In our world laced with dozens of undersea fiber-optic cables providing Gbps links among continents and remote islands, it is hard to imagine the effort and anguish behind the first transatlantic cable effort.

After all, the current cables are laid by specially designed ships equipped with sonar, sounding gear, detailed undersea charts, GPS and other navigation aids, in addition to weather forecasts, satellite voice/data links and retrieval and repair stations. The cables themselves are optical fibers with all-optical amplifiers that are wrapped in multiple layers of specialized polymers and steel jacketing for protection against ocean floor hazards, sharks, ship anchors and fishing nets. While laying these cables is not routine by any means, it is a carefully planned effort with almost assured success.

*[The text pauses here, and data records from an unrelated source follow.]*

impl<D: Database> RosterSync<D> {
    pub fn new(db: Arc<D>, emitter: Emitter) -> Self {
        Self {
            account: emitter.account().to_string(),
            db,
            emitter,
        }
    }

    pub fn fetch_request(&self, id: &str) -> Stanza {
        outbound::roster_get(id)
    }

    /// Replace the stored roster with the server's reply in one transaction.
    pub async fn apply_fetch_result(&self, query: &Element) -> Result<RosterDiff, RosterError> {
        let server: Vec<RosterItem> = parse_roster_query(query)?
            .into_iter()
            .filter_map(|change| match change {
                RosterChange::Upsert(item) => Some(item),
                RosterChange::Remove(_) => None,
            })
            .collect();

        let local: Vec<String> = self
            .db
            .query(
                "SELECT jid FROM roster_items WHERE account = ?1",
                &[&self.account],
            )
            .await?;
        let keep: HashSet<&str> = server.iter().map(|item| item.jid.as_str()).collect();
        let removed: Vec<String> = local
            .into_iter()
            .filter(|jid| !keep.contains(jid.as_str()))
            .collect();

        let mut statements = Vec::new();
        for jid in &removed {
            statements.push(self.delete_statement(jid));
        }
        for item in &server {
            statements.extend(self.upsert_statements(item));
        }
        self.db.execute_batch(statements).await?;

        let diff = RosterDiff {
            upserted: server,
            removed,
        };
        info!(
            account = %self.account,
            items = diff.upserted.len(),
            removed = diff.removed.len(),
            "roster replaced from server"
        );
        self.emit(&diff);
        Ok(diff)
    }

    /// Apply a server push: upsert or delete each listed item.
    pub async fn apply_push(&self, query: &Element) -> Result<RosterDiff, RosterError> {
        let mut diff = RosterDiff::default();
        let mut statements = Vec::new();
        for change in parse_roster_query(query)? {
            match change {
                RosterChange::Upsert(item) => {
                    statements.extend(self.upsert_statements(&item));
                    diff.upserted.push(item);
                }
                RosterChange::Remove(jid) => {
                    statements.push(self.delete_statement(&jid));
                    diff.removed.push(jid);
                }
            }
        }
        if diff.is_empty() {
            debug!(account = %self.account, "empty roster push");
            return Ok(diff);
        }

        self.db.execute_batch(statements).await?;
        debug!(
            account = %self.account,
            upserted = diff.upserted.len(),
            removed = diff.removed.len(),
            "roster push applied"
        );
        self.emit(&diff);
        Ok(diff)
    }

    /// The roster set plus the subscription request. The store is left
    /// alone until the server pushes the new item.
    pub fn add_contact_request(
        &self,
        id: &str,
        jid: &str,
        name: Option<&str>,
        groups: &[String],
    ) -> Result<Vec<Stanza>, RosterError> {
        let jid = bare_jid(jid);
        Ok(vec![
            outbound::roster_set(id, &jid, name, groups)?,
            outbound::subscription_request(&jid)?,
        ])
    }

    pub fn remove_contact_request(&self, id: &str, jid: &str) -> Result<Stanza, RosterError> {
        Ok(outbound::roster_remove(id, &bare_jid(jid))?)
    }

    pub fn subscription_requested(&self, from: &str) {
        let from = bare_jid(from);
        info!(account = %self.account, %from, "subscription requested");
        self.emitter
            .emit(EventPayload::SubscriptionRequested { from });
    }

    pub fn respond_subscription(&self, jid: &str, accept: bool) -> Result<Stanza, RosterError> {
        Ok(outbound::subscription_response(&bare_jid(jid), accept)?)
    }

    /// Stored roster with groups, ordered by name then jid.
    pub async fn roster(&self) -> Result<Vec<RosterItem>, RosterError> {
        let items: Vec<ItemRow> = self
            .db
            .query(
                "SELECT jid, name, subscription, pending, approved FROM roster_items \
                 WHERE account = ?1 ORDER BY name, jid",
                &[&self.account],
            )
            .await?;
        let groups: Vec<GroupRow> = self
            .db
            .query(
                "SELECT jid, group_name FROM roster_groups WHERE account = ?1 \
                 ORDER BY group_name",
                &[&self.account],
            )
            .await?;

        let mut by_jid: HashMap<String, Vec<String>> = HashMap::new();
        for row in groups {
            by_jid.entry(row.jid).or_default().push(row.group);
        }

        Ok(items
            .into_iter()
            .map(|row| RosterItem {
                groups: by_jid.remove(&row.jid).unwrap_or_default(),
                jid: row.jid,
                name: row.name,
                subscription: row.subscription,
                pending: row.pending,
                approved: row.approved,
            })
            .collect())
    }

    pub async fn item(&self, jid: &str) -> Result<Option<RosterItem>, RosterError> {
        let jid = bare_jid(jid);
        Ok(self
            .roster()
            .await?
            .into_iter()
            .find(|item| item.jid == jid))
    }

    fn upsert_statements(&self, item: &RosterItem) -> Vec<Statement> {
        let mut statements = vec![
            Statement::new(
                "INSERT INTO roster_items (account, jid, name, subscription, pending, approved) \
                 VALUES (?1, ?2, ?3, ?4, ?5, ?6) \
                 ON CONFLICT(account, jid) DO UPDATE SET \
                 name = excluded.name, subscription = excluded.subscription, \
                 pending = excluded.pending, approved = excluded.approved",
                &[
                    &self.account,
                    &item.jid,
                    &item.name,
                    &item.subscription.as_str(),
                    &item.pending,
                    &item.approved,
                ],
            ),
            Statement::new(
                "DELETE FROM roster_groups WHERE account = ?1 AND jid = ?2",
                &[&self.account, &item.jid],
            ),
        ];
        for group in &item.groups {
            statements.push(Statement::new(
                "INSERT INTO roster_groups (account, jid, group_name) VALUES (?1, ?2, ?3)",
                &[&self.account, &item.jid, group],
            ));
        }
        statements
    }

    fn delete_statement(&self, jid: &str) -> Statement {
        Statement::new(
            "DELETE FROM roster_items WHERE account = ?1 AND jid = ?2",
            &[&self.account, &jid],
        )
    }

    fn emit(&self, diff: &RosterDiff) {
        self.emitter.emit(EventPayload::RosterUpdated {
            upserted: diff.upserted.clone(),
            removed: diff.removed.clone(),
        });
    }
}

A recent BBC report says that Russia watchers have long known of the threat to undersea communications and internet cables. However, they say that cutting the U.S. off from the web would probably be impossible because of the number of connections going into and out of the country.

A Different World

Such was not the case 150 years ago. The story of the first submarine telegraph cable to span the Atlantic Ocean is a throwback to a different world. It is a tale of financial commitment, abortive attempts and major setbacks, renewed commitment and technical innovation within severe limitations, all leading to an eventual—albeit long-delayed—success. The 12-year effort yielded the first message to Europe in July 1866, and shrank the Earth's distances and associated time lags in ways that changed nearly everything about commerce, politics, diplomacy and even war. Many of the technological, material and production advances that the cable-laying venture used remain with us today.

The first cable laying effort was done well before the existence of any instrumentation as we know it, not to mention electric lamps, motors or soldering/welding tools, or the array of engineering materials that now are used for insulation and armoring. Manpower, in the literal sense of the word, was key: although steam engines for power were available, such machines were not suitable for all aspects of the project. As a result, many tasks could only be done by hundreds of laborers working around the clock.

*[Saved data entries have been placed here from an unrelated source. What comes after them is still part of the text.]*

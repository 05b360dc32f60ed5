use std::path::Path;

use base64::{Engine, prelude::BASE64_STANDARD};
use xmpp_parsers::minidom::Element;

use rookery_xmpp::{
    ProtocolError,
    outbound::NS_SI_FILE,
    router::{NS_IBB, NS_SI},
};

const NS_DATA_FORMS: &str = "jabber:x:data";

/// A parsed stream-initiation file offer.
#[derive(Debug, Clone, PartialEq, Eq)]
pub struct Offer {
    pub sid: String,
    pub filename: String,
    pub size: u64,
    pub mime_type: Option<String>,
    /// Whether in-band bytestreams are among the offered stream methods.
    pub offers_ibb: bool,
}

/// One in-band bytestream request.
#[derive(Debug, Clone, PartialEq, Eq)]
pub enum IbbRequest {
    Open { sid: String, block_size: u32 },
    Data { sid: String, seq: u16, data: Vec<u8> },
    Close { sid: String },
}

impl IbbRequest {
    pub fn sid(&self) -> &str {
        match self {
            IbbRequest::Open { sid, .. } | IbbRequest::Data { sid, .. } | IbbRequest::Close { sid } => sid,
        }
    }
}

pub fn parse_offer(si: &Element) -> Result<Offer, ProtocolError> {
    if !si.is("si", NS_SI) {
        return Err(ProtocolError::Unexpected(format!("not a file offer: <{}/>", si.name())));
    }
    let sid = si
        .attr("id")
        .ok_or_else(|| ProtocolError::ParseFailed("file offer without id".into()))?
        .to_string();
    let file = si
        .get_child("file", NS_SI_FILE)
        .ok_or_else(|| ProtocolError::ParseFailed("file offer without <file/>".into()))?;
    let filename = file
        .attr("name")
        .map(sanitize_filename)
        .ok_or_else(|| ProtocolError::ParseFailed("file offer without name".into()))?;
    let size = file
        .attr("size")
        .and_then(|size| size.parse::<u64>().ok())
        .ok_or_else(|| ProtocolError::ParseFailed("file offer without valid size".into()))?;

    let offers_ibb = si
        .children()
        .filter(|child| child.name() == "feature")
        .flat_map(|feature| feature.children())
        .filter(|form| form.is("x", NS_DATA_FORMS))
        .flat_map(|form| form.children())
        .filter(|field| field.attr("var") == Some("stream-method"))
        .flat_map(|field| field.children())
        .filter(|option| option.name() == "option")
        .flat_map(|option| option.children())
        .any(|value| value.text().trim() == NS_IBB);

    Ok(Offer {
        sid,
        filename,
        size,
        mime_type: si.attr("mime-type").map(String::from),
        offers_ibb,
    })
}

pub fn parse_ibb(payload: &Element) -> Result<IbbRequest, ProtocolError> {
    if payload.ns() != NS_IBB {
        return Err(ProtocolError::Unexpected(format!(
            "not a bytestream request: <{}/>",
            payload.name()
        )));
    }
    let sid = payload
        .attr("sid")
        .ok_or_else(|| ProtocolError::ParseFailed("bytestream request without sid".into()))?
        .to_string();
    match payload.name() {
        "open" => {
            let block_size = payload
                .attr("block-size")
                .and_then(|size| size.parse().ok())
                .ok_or_else(|| ProtocolError::ParseFailed("open without valid block-size".into()))?;
            Ok(IbbRequest::Open { sid, block_size })
        }
        "data" => {
            let seq = payload
                .attr("seq")
                .and_then(|seq| seq.parse().ok())
                .ok_or_else(|| ProtocolError::ParseFailed("data without valid seq".into()))?;
            let text: String = payload.text().split_whitespace().collect();
            let data = BASE64_STANDARD
                .decode(text)
                .map_err(|error| ProtocolError::ParseFailed(format!("invalid block: {error}")))?;
            Ok(IbbRequest::Data { sid, seq, data })
        }
        "close" => Ok(IbbRequest::Close { sid }),
        other => Err(ProtocolError::Unexpected(format!("unknown bytestream request <{other}/>"))),
    }
}

/// Strip any directory components a peer put into an offered name.
pub fn sanitize_filename(name: &str) -> String {
    Path::new(name.trim())
        .file_name()
        .and_then(|name| name.to_str())
        .filter(|name| !name.is_empty() && *name != "." && *name != "..")
        .map(String::from)
        .unwrap_or_else(|| "download".to_string())
}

References listed at the end of this article will direct interested readers—and perhaps even an international spymaster or two—to more in-depth studies. However, here are some specific facets of the undertaking that are worth knowing. These include engineering demands and advances in material science, ocean sailing, mass production and at-sea project implementation, all undertaken on a scale that at the time was both inconceivable and yet exciting.

People and Timeline

The project was largely financed by self-made businessman Cyrus Field West and a consortium he put together. He had the idea in 1855 and expected the effort would take a few years and a few million dollars. In fact, the effort required no fewer than four attempts made over more than a decade, and at a cost of tens of millions of mid-19th-century dollars.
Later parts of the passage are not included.